興味深い渡りのルート 北海道で越冬するオオワシ

  • レンジャー通信, 特集
  • 2020年12月4日
氷が張ったウトナイ湖に降りることも多いオオワシ(和歌月里佳レンジャー撮影)

  オオワシは、翼を広げると2メートルを超す大型のワシです。くちばしが黄色く、尾が白いのでオジロワシと紛らわしいのですが、オオワシはくちばしが巨大で体全体が黒っぽいのと、成鳥は翼の一部が白いので、そこで見分けることができます。またオジロワシは1年中ウトナイ湖に生息し周辺で繁殖していますが、オオワシは11月から3月ごろだけ見られます。

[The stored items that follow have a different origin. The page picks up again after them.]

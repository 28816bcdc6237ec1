/*
lib.rs

Copyright 2025 Hervé Quatremain

This file is part of Linegame.

Linegame is free software: you can redistribute it and/or modify it under the
terms of the GNU General Public License as published by the Free Software
Foundation, either version 3 of the License, or (at your option) any later
version.

Linegame is distributed in the hope that it will be useful, but WITHOUT ANY
WARRANTY; without even the implied warranty of MERCHANTABILITY or FITNESS FOR
A PARTICULAR PURPOSE. See the GNU General Public License for more details.

You should have received a copy of the GNU General Public License along with
Linegame. If not, see <https://www.gnu.org/licenses/>.

SPDX-License-Identifier: GPL-3.0-or-later
*/

//! Single-path grid puzzles: level generation and answer validation.

pub mod generator;
pub mod level;
pub mod saver;
pub mod settings;
pub mod validator;
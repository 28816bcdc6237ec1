/*
grid.rs

Copyright 2025 Hervé Quatremain

This file is part of Linegame.

Linegame is free software: you can redistribute it and/or modify it under the
terms of the GNU General Public License as published by the Free Software
Foundation, either version 3 of the License, or (at your option) any later
version.

Linegame is distributed in the hope that it will be useful, but WITHOUT ANY
WARRANTY; without even the implied warranty of MERCHANTABILITY or FITNESS FOR
A PARTICULAR PURPOSE. See the GNU General Public License for more details.

You should have received a copy of the GNU General Public License along with
Linegame. If not, see <https://www.gnu.org/licenses/>.

SPDX-License-Identifier: GPL-3.0-or-later
*/

//! Puzzle geometry.
//!
//! A [`Grid`] describes one puzzle: the size of the square field, the start and end cells, the
//! ordered waypoints and the blockers.
//! The object is validated when it is created and cannot be modified afterward. The search engine
//! and the validator only take it by reference.

use thiserror::Error;

use super::cell::Cell;
use super::group_code::LevelGroupCode;

/// Largest supported field size.
pub const MAX_FIELD_SIZE: usize = 64;

/// Error returned when the geometry of a puzzle is not consistent.
#[derive(Error, Debug, Clone, PartialEq, Eq)]
pub enum GridError {
    #[error("invalid geometry: {0}")]
    InvalidGeometry(String),
}

/// Puzzle geometry.
#[derive(Debug, Clone, PartialEq, Eq, Hash)]
pub struct Grid {
    /// Width and height of the field.
    field_size: usize,

    /// First cell of the path.
    start: Cell,

    /// Last cell of the path.
    end: Cell,

    /// Cells the path must go through, in that order, before reaching [`Grid::end`].
    waypoints: Vec<Cell>,

    /// Cells excluded from the path, in the order they were provided.
    blockers: Vec<Cell>,

    /// Blocker lookup table, indexed by `y * field_size + x`.
    blocked: Vec<bool>,
}

impl Grid {
    /// Create a [`Grid`] object.
    ///
    /// # Errors
    ///
    /// The method returns [`GridError::InvalidGeometry`] if the field is smaller than 2x2 or
    /// larger than [`MAX_FIELD_SIZE`], if a cell is outside the field, if the start and end cells are the same, if a cell is listed
    /// twice, or if a blocker is also the start, the end, or a waypoint.
    pub fn new(
        field_size: usize,
        start: Cell,
        end: Cell,
        waypoints: Vec<Cell>,
        blockers: Vec<Cell>,
    ) -> Result<Self, GridError> {
        if field_size <= 1 {
            return Err(invalid(format!(
                "field size must be greater than 1, got {field_size}"
            )));
        }
        if field_size > MAX_FIELD_SIZE {
            return Err(invalid(format!(
                "field size must be at most {MAX_FIELD_SIZE}, got {field_size}"
            )));
        }

        let inside = |c: &Cell| c.x < field_size && c.y < field_size;
        if let Some(c) = [start, end]
            .iter()
            .chain(waypoints.iter())
            .chain(blockers.iter())
            .find(|c| !inside(*c))
        {
            return Err(invalid(format!(
                "cell {c} is outside the {field_size}x{field_size} field"
            )));
        }
        if start == end {
            return Err(invalid(format!("start and end are the same cell {start}")));
        }

        let mut blocked: Vec<bool> = vec![false; field_size * field_size];
        for c in &blockers {
            let i: usize = c.y * field_size + c.x;
            if blocked[i] {
                return Err(invalid(format!("blocker {c} is listed twice")));
            }
            blocked[i] = true;
        }
        for (name, c) in [("start", &start), ("end", &end)] {
            if blocked[c.y * field_size + c.x] {
                return Err(invalid(format!("{name} cell {c} is a blocker")));
            }
        }

        for (i, c) in waypoints.iter().enumerate() {
            if blocked[c.y * field_size + c.x] {
                return Err(invalid(format!("waypoint {c} is a blocker")));
            }
            if *c == start || *c == end {
                return Err(invalid(format!(
                    "waypoint {c} is also the start or the end cell"
                )));
            }
            if waypoints[..i].contains(c) {
                return Err(invalid(format!("waypoint {c} is listed twice")));
            }
        }

        Ok(Self {
            field_size,
            start,
            end,
            waypoints,
            blockers,
            blocked,
        })
    }

    pub fn field_size(&self) -> usize {
        self.field_size
    }

    pub fn start(&self) -> Cell {
        self.start
    }

    pub fn end(&self) -> Cell {
        self.end
    }

    pub fn waypoints(&self) -> &[Cell] {
        &self.waypoints
    }

    pub fn blockers(&self) -> &[Cell] {
        &self.blockers
    }

    /// Whether the cell is inside the field.
    pub fn contains(&self, cell: &Cell) -> bool {
        cell.x < self.field_size && cell.y < self.field_size
    }

    /// Whether the cell is a blocker. Cells outside the field are not blockers.
    pub fn is_blocker(&self, cell: &Cell) -> bool {
        self.contains(cell) && self.blocked[cell.y * self.field_size + cell.x]
    }

    /// Return the position of the cell in the waypoint list.
    pub fn waypoint_index(&self, cell: &Cell) -> Option<usize> {
        self.waypoints.iter().position(|c| c == cell)
    }

    /// Number of cells a complete path must visit.
    pub fn free_cell_count(&self) -> usize {
        self.field_size * self.field_size - self.blockers.len()
    }

    /// Return the level group this puzzle belongs to.
    pub fn group_code(&self) -> LevelGroupCode {
        LevelGroupCode::new(self.field_size, self.waypoints.len(), self.blockers.len())
    }
}

fn invalid(msg: String) -> GridError {
    GridError::InvalidGeometry(msg)
}
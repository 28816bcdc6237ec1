/*
properties.rs

Copyright 2025 Hervé Quatremain

This file is part of Linegame.

Linegame is free software: you can redistribute it and/or modify it under the
terms of the GNU General Public License as published by the Free Software
Foundation, either version 3 of the License, or (at your option) any later
version.

Linegame is distributed in the hope that it will be useful, but WITHOUT ANY
WARRANTY; without even the implied warranty of MERCHANTABILITY or FITNESS FOR
A PARTICULAR PURPOSE. See the GNU General Public License for more details.

You should have received a copy of the GNU General Public License along with
Linegame. If not, see <https://www.gnu.org/licenses/>.

SPDX-License-Identifier: GPL-3.0-or-later
*/

//! Invariants shared by the search engine, the encoder, and the validator, checked on random
//! placements.

use proptest::prelude::*;
use rand::SeedableRng;
use rand::rngs::StdRng;
use std::collections::HashSet;
use std::time::Duration;

use linegame::generator::answer_matrix::{self, AnswerMatrix};
use linegame::generator::answer_search::search_answers;
use linegame::generator::cell::{Cell, Direction};
use linegame::generator::grid::Grid;
use linegame::generator::level_builder::LevelBuilder;
use linegame::generator::path::Path;
use linegame::settings::GeneratorSettings;
use linegame::validator::{self, AnswerError};

/// Draw a random grid from a seed.
fn random_grid(seed: u64, field_size: usize, blockers: usize, waypoints: usize) -> Grid {
    let builder: LevelBuilder = LevelBuilder::new(GeneratorSettings {
        field_size,
        blockers,
        waypoints,
        max_try: 1,
        timeout: Duration::from_secs(1),
    })
    .unwrap();
    builder
        .random_grid(&mut StdRng::seed_from_u64(seed))
        .unwrap()
}

fn grids() -> impl Strategy<Value = Grid> {
    (any::<u64>(), 2usize..=4, 0usize..=2, 0usize..=2)
        .prop_filter("cells must fit", |(_, n, b, w)| b + w <= n * n - 2)
        .prop_map(|(seed, n, b, w)| random_grid(seed, n, b, w))
}

proptest! {
    #![proptest_config(ProptestConfig::with_cases(64))]

    #[test]
    fn accepted_paths_cover_the_field(grid in grids()) {
        for path in search_answers(&grid) {
            prop_assert_eq!(path.len(), grid.free_cell_count());
            prop_assert_eq!(path.get_first(), Some(grid.start()));
            prop_assert_eq!(path.get_last(), Some(grid.end()));
            let cells: HashSet<Cell> = path.get().iter().copied().collect();
            prop_assert_eq!(cells.len(), path.len());
            prop_assert!(path.get().iter().all(|c| !grid.is_blocker(c)));
        }
    }

    #[test]
    fn accepted_paths_never_step_back(grid in grids()) {
        for path in search_answers(&grid) {
            let moves: Vec<Direction> = path.moves();
            prop_assert_eq!(moves.len(), path.len() - 1);
            for w in moves.windows(2) {
                prop_assert_ne!(Some(w[1]), w[0].opposite());
            }
        }
    }

    #[test]
    fn accepted_paths_respect_the_order(grid in grids()) {
        for path in search_answers(&grid) {
            let seen: Vec<Cell> = path
                .get()
                .iter()
                .filter(|c| grid.waypoint_index(c).is_some())
                .copied()
                .collect();
            prop_assert_eq!(seen.as_slice(), grid.waypoints());
        }
    }

    #[test]
    fn encoded_paths_are_accepted(grid in grids()) {
        for path in search_answers(&grid) {
            let answer: AnswerMatrix = answer_matrix::encode(&path, &grid);
            prop_assert_eq!(validator::validate(&grid, &answer), Ok(()));

            // Through JSON, as stored and submitted
            let json: String = serde_json::to_string(&answer).unwrap();
            let back: AnswerMatrix = serde_json::from_str(&json).unwrap();
            prop_assert_eq!(validator::validate(&grid, &back), Ok(()));
        }
    }

    #[test]
    fn redirected_paths_are_rejected(grid in grids(), pick in any::<prop::sample::Index>(),
                                     turn in 1i32..4) {
        let answers: Vec<Path> = search_answers(&grid);
        prop_assume!(!answers.is_empty());
        let path: &Path = &answers[0];
        let mut answer: AnswerMatrix = answer_matrix::encode(path, &grid);

        // Change the direction of one cell of the path (not the end cell)
        let cell: Cell = path.get()[pick.index(path.len() - 1)];
        let code: i32 = answer.0[cell.y][cell.x];
        answer.0[cell.y][cell.x] = (code + turn) % 4;
        prop_assert!(validator::validate(&grid, &answer).is_err());
    }

    #[test]
    fn size_mismatch_comes_first(grid in grids()) {
        let answers: Vec<Path> = search_answers(&grid);
        prop_assume!(!answers.is_empty());
        let mut answer: AnswerMatrix = answer_matrix::encode(&answers[0], &grid);
        answer.0.pop();
        let is_mismatch = matches!(
            validator::validate(&grid, &answer),
            Err(AnswerError::FieldSizeMismatch { .. })
        );
        prop_assert!(is_mismatch);
    }
}

#[test]
fn scenario_open_field() {
    let grid: Grid = Grid::new(4, Cell::new(0, 0), Cell::new(3, 2), vec![], vec![]).unwrap();
    let answers: Vec<Path> = search_answers(&grid);
    assert!(!answers.is_empty());
    assert!(answers.iter().all(|p| p.len() == 16));
}

#[test]
fn scenario_rejection_precedence() {
    // Dimension mismatch and a reversal: the size is reported
    let grid: Grid = Grid::new(3, Cell::new(0, 0), Cell::new(2, 2), vec![], vec![]).unwrap();
    let answer: AnswerMatrix = AnswerMatrix(vec![vec![2, 4, 4, 4], vec![0, 4, 4, 4]]);
    assert!(matches!(
        validator::validate(&grid, &answer),
        Err(AnswerError::FieldSizeMismatch { .. })
    ));
}
//! Notification inbox endpoints.

use luxtime_core::{Notification, NotificationId};
use serde::de::IgnoredAny;
use tracing::instrument;

use super::{ApiClient, ApiError, ApiRequest};

impl ApiClient {
    /// Notifications for the current account (`GET /notifications`).
    ///
    /// # Errors
    ///
    /// Returns `ApiError` on transport or server failures.
    #[instrument(skip(self))]
    pub async fn notifications(&self) -> Result<Vec<Notification>, ApiError> {
        self.get("/notifications").await
    }

    /// Mark one notification read (`POST /notifications/{id}/read`).
    ///
    /// # Errors
    ///
    /// Returns `ApiError::Status` (404) if the notification does not belong
    /// to the current account.
    #[instrument(skip(self))]
    pub async fn mark_notification_read(&self, id: NotificationId) -> Result<(), ApiError> {
        self.send::<IgnoredAny>(ApiRequest::post(format!("/notifications/{id}/read")))
            .await
            .map(drop)
    }

    /// Mark every notification read (`POST /notifications/mark-all-read`).
    ///
    /// # Errors
    ///
    /// Returns `ApiError` on transport or server failures.
    #[instrument(skip(self))]
    pub async fn mark_all_notifications_read(&self) -> Result<(), ApiError> {
        self.send::<IgnoredAny>(ApiRequest::post("/notifications/mark-all-read"))
            .await
            .map(drop)
    }

    /// Delete a notification (`DELETE /notifications/{id}`).
    ///
    /// # Errors
    ///
    /// Returns `ApiError` on transport or server failures.
    #[instrument(skip(self))]
    pub async fn delete_notification(&self, id: NotificationId) -> Result<(), ApiError> {
        self.send::<IgnoredAny>(ApiRequest::delete(format!("/notifications/{id}")))
            .await
            .map(drop)
    }
}
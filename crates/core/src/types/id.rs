//! Newtype IDs for the marketplace's numeric primary keys.
//!
//! The API hands out integer keys for every record. Wrapping each in its own
//! type keeps a watch ID from being passed where a notification ID is expected.

/// Defines a type-safe wrapper around an API integer key.
///
/// The generated type is:
/// - `#[serde(transparent)]`, so it reads and writes as a bare JSON number
/// - `Copy`, hashable and ordered
/// - displayable, which is what path interpolation (`/watches/{id}`) uses
/// - parseable from a string, for command-line arguments
///
/// # Example
///
/// ```rust
/// # use luxtime_core::define_id;
/// define_id!(WatchId);
/// define_id!(StoreId);
///
/// let watch = WatchId::new(7);
/// assert_eq!(format!("/watches/{watch}"), "/watches/7");
///
/// // Different key spaces do not mix:
/// // let _: StoreId = watch;
/// ```
#[macro_export]
macro_rules! define_id {
    ($name:ident) => {
        #[derive(
            Debug,
            Clone,
            Copy,
            PartialEq,
            Eq,
            PartialOrd,
            Ord,
            Hash,
            ::serde::Serialize,
            ::serde::Deserialize
        )]
        #[serde(transparent)]
        pub struct $name(i64);

        impl $name {
            /// Wrap a raw API key.
            #[must_use]
            pub const fn new(id: i64) -> Self {
                Self(id)
            }

            /// The raw API key.
            #[must_use]
            pub const fn get(self) -> i64 {
                self.0
            }
        }

        impl ::core::fmt::Display for $name {
            fn fmt(&self, f: &mut ::core::fmt::Formatter<'_>) -> ::core::fmt::Result {
                write!(f, "{}", self.0)
            }
        }

        impl ::core::str::FromStr for $name {
            type Err = ::core::num::ParseIntError;

            fn from_str(s: &str) -> ::core::result::Result<Self, Self::Err> {
                s.trim().parse::<i64>().map(Self)
            }
        }

        impl From<i64> for $name {
            fn from(id: i64) -> Self {
                Self(id)
            }
        }

        impl From<$name> for i64 {
            fn from(id: $name) -> Self {
                id.0
            }
        }
    };
}

define_id!(UserId);
define_id!(WatchId);
define_id!(StoreId);
define_id!(PurchaseId);
define_id!(NotificationId);
define_id!(EvaluationId);
define_id!(EvaluatorId);

#[cfg(test)]
#[allow(clippy::unwrap_used)]
mod tests {
    use super::*;

    #[test]
    fn test_display_is_bare_number() {
        assert_eq!(WatchId::new(42).to_string(), "42");
    }

    #[test]
    fn test_parse_trims_whitespace() {
        let id: NotificationId = " 17 ".parse().unwrap();
        assert_eq!(id.get(), 17);
    }

    #[test]
    fn test_parse_rejects_garbage() {
        assert!("abc".parse::<UserId>().is_err());
    }

    #[test]
    fn test_serde_transparent() {
        let id: StoreId = serde_json::from_str("5").unwrap();
        assert_eq!(id, StoreId::new(5));
        assert_eq!(serde_json::to_string(&id).unwrap(), "5");
    }
}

   そのオオワシの渡来を私たちレンジャーは、まだかまだかと待ち続けていました。ウトナイ湖周辺での最初の確認情報は11月9日で、ネイチャーセンターから確認できたのは、23日でした。毎年11月上旬に渡ってくるので、ほぼ例年通りの確認となりました。

   彼らはロシア極東やサハリンの一部で繁殖し、越冬のため北海道各地に渡来します。その渡りルートを知り、保護に役立てる目的で、1995~99年にオオワシに送信機を装着し、発信された電波を人工衛星で把握するという最先端技術を駆使した研究が行われました。

   その結果、ロシアで繁殖を終えたオオワシはいったん稚内の宗谷岬へ移動し、そこから国後・択捉島に渡り、流氷が押し寄せてくる厳冬期に北海道に戻ることが分かりました。春は、宗谷岬から繁殖地へ帰っていきます。

   このような興味深い動きを取る理由は、オオワシの主食である魚の量にあるようです。秋は北海道よりも国後・択捉島のほうがサケ・マス類の遡上(そじょう)が多く、逆に冬は不凍河川や漁業活動により魚が得られる北海道を選んでいるのです。ただ心配なこともあり、気候変動による海水温の上昇は、サケ科の魚類の分布域にも大きく影響し、私たちにもなじみのあるシロザケは、30年後には北海道に回遊しなくなる可能性があるそうです。ワシ類の主食である魚が減少すれば、今後彼らの生息にも影響が出ると考えられます。

   とはいえオオワシの北海道への渡来羽数が、現在減少傾向にあるわけではありません。昨年の2月下旬に行った調査では、勇払原野全体で24羽が確認されました。今年も多くのオオワシたちが渡来することを願っています。